In any event, the speed with which both the Obama administration and private health plans announced they would still cover the cost of Avastin for the use the FDA rejected was stunning. When the FDA decided to yank Avastin’s approval in December 2010, several health plans and regional Medicare reimbursement contractors told women that Avastin would no longer be covered. Such decisions were reversed only after the FDA said it would review its revocation.
Last week, the same organizations — along with the Obama administration — rushed to distance itself from the FDA and assure women it would cover the drug.
The difference in response is a result of the rapid organization of patients through social media. While it culminated in the presence of hundreds of women at the ODAC hearing, that participation was only a part of an extensive, sustained and scientifically informed movement.
The FDA officials and the interest groups urging Avastin’s revocation were outgunned by individual patients who joined together, much as HIV patients did in the 1990s and MS patients did in pushing for the return of Tysabri to the market a few years ago.
This time however, the use of social media to share clinical information, organize support and express opinions was rapid, sustained and, above all surprising. The cancer advocacy “establishment” was outgunned and reduced to irrelevancy. This also happened after the Obama administration recommended not to cover mammograms for women under 50. The National Breast Cancer Coalition sided with the administration — and cancer patients, oncologists and radiologists everywhere told them go stick it.
That decision, like the FDA’s Avastin rendition, is being ignored in practice.
The uprising against the Avastin decision could signal a clear shift in power from the Beltway groups that claim to be patient or consumer “advocacy” groups - but are beholden to a particular party or just staying in favor with the powers that be — to individuals organizing on their own and in their own best interest.

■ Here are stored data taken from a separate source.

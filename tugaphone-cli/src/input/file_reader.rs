//! File reading utilities

use anyhow::{Context, Result};
use std::fs;
use std::path::Path;

/// File reader with UTF-8 validation
pub struct FileReader;

impl FileReader {
    /// Read a file as UTF-8 text
    pub fn read_text(path: &Path) -> Result<String> {
        fs::read_to_string(path).with_context(|| format!("Failed to read file: {}", path.display()))
    }

    /// Get file size in bytes
    pub fn file_size(path: &Path) -> Result<u64> {
        let metadata = fs::metadata(path)
            .with_context(|| format!("Failed to get metadata for: {}", path.display()))?;

        Ok(metadata.len())
    }
}

/// Non-empty lines of a text, trimmed, with their 1-based line numbers
pub fn sentences(text: &str) -> Vec<(usize, &str)> {
    text.lines()
        .enumerate()
        .map(|(i, line)| (i + 1, line.trim()))
        .filter(|(_, line)| !line.is_empty())
        .collect()
}
/// The glide of a diphthong cannot be followed by a coda m/n ("cai·bam" but not "ai" in "ainda")
fn glide_blocked_by_nasal(window: &TextWindow<'_>) -> bool {
    let mut rest = window.suffix.chars();
    match rest.next() {
        Some('m' | 'n') => match rest.next() {
            None => true,
            Some('h') => false,
            Some(c) => !is_vowel_letter(c),
        },
        _ => false,
    }
}

impl DialectRules for Dialect {
    fn code(&self) -> &str {
        &self.code
    }

    fn name(&self) -> &str {
        &self.name
    }

    fn region(&self) -> &str {
        &self.region
    }

    fn classify_span(&self, window: &TextWindow<'_>) -> Option<GraphemeKind> {
        let g = &self.graphemes;
        let span = window.span;

        match span.chars().count() {
            3 => {
                if g.trigraphs.contains_key(span) {
                    return Some(GraphemeKind::Trigraph);
                }
                if g.triphthongs.contains_key(span) && !glide_blocked_by_nasal(window) {
                    return Some(GraphemeKind::Triphthong);
                }
                None
            }
            2 => {
                if g.digraphs.contains_key(span) {
                    return Some(GraphemeKind::Digraph);
                }
                if g.front_vowel_digraphs.contains_key(span)
                    && window.next_char().is_some_and(|c| self.is_front_vowel(c))
                    && !self.pronounces_u(&window.word())
                {
                    return Some(GraphemeKind::Digraph);
                }
                if g.foreign_digraphs.contains_key(span) {
                    return Some(GraphemeKind::ForeignDigraph);
                }
                if window.suffix.is_empty() && g.final_nasal_digraphs.contains_key(span) {
                    return Some(GraphemeKind::NasalDiphthong);
                }
                if g.nasal_digraphs.contains_key(span) && coda_follows(window) {
                    return Some(GraphemeKind::NasalVowel);
                }
                if self.coda_l_semivowel
                    && span != "lh"
                    && g.coda_lateral_diphthongs.contains_key(span)
                    && coda_follows(window)
                {
                    return Some(GraphemeKind::CodaLateral);
                }
                if glide_blocked_by_nasal(window) {
                    return None;
                }
                if g.oral_diphthongs.contains_key(span) {
                    return Some(GraphemeKind::OralDiphthong);
                }
                if g.nasal_diphthongs.contains_key(span) {
                    return Some(GraphemeKind::NasalDiphthong);
                }
                None
            }
            _ => None,
        }
    }

    fn vowel_height(&self, ch: char) -> Option<VowelHeight> {
        self.letter_vowel_features(ch).map(|f| f.height)
    }

    fn vowel_backness(&self, ch: char) -> Option<VowelBackness> {
        self.letter_vowel_features(ch).map(|f| f.backness)
    }

    fn vowel_roundedness(&self, ch: char) -> Option<Roundedness> {
        self.letter_vowel_features(ch).map(|f| f.roundedness)
    }

    fn nasal_marker(&self, ch: char) -> bool {
        let lower = ch.to_lowercase().next().unwrap_or(ch);
        self.nasal_vowels.contains(&lower)
    }

    fn is_archaic(&self, text: &str) -> bool {
        let lower = text.to_lowercase();
        if self.archaic_words.contains(&lower) {
            return true;
        }
        // Single-letter marks match anywhere, longer marks only as the whole span
        self.archaic_graphemes.iter().any(|mark| {
            if mark.chars().count() == 1 {
                lower.contains(mark.as_str())
            } else {
                lower == *mark
            }
        })
    }
}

More to the point, such movements are well informed and shaped by what the science says. They are often funding research to accelerate better treatment and detection of illnesses. The attempt to demean or diminish such movements as the expression of anecdotal experience and emotions reflects the arrogance of bloggers and pundits who have but a thimble full of the clinical understanding of the movement’s participants. And it suggests a contempt for any use of social media that does not seek to spread fear or skepticism of innovation.
Most immediately, the Avastin Spring has undermined the legitimacy of the effort to use comparative effectiveness research to delay access or payment for new technologies. Health plans and the government will have to expect ongoing challenges to their ‘expertise’ and claims that it is using the best evidence in determining what to cover. Consumers will be skeptical of one-size fits all judgments made by so-called “experts.”
Similarly, companies who develop new products will have to contend with consumers demanding credible and substantive clinical information.
The Avastin Spring suggests that resistance against bureaucrats telling the rest of us what treatments we can and cannot use will only grow. This is not an anti-science enterprise. Rather, these are movements that regard individual choice as an imperative as the science of personalized medicine advances. It means less authority for those claiming only they have science on their side en route to restricting access to innovations. Both changes bode well for our well being.
Dr. Robert Goldberg is co-founder and vice president of the Center for Medicine in the Public Interest. He is also author of the book, “Tabloid Medicine: How the Internet is Being Used To Hijack Medical Science For Fear and Profit.”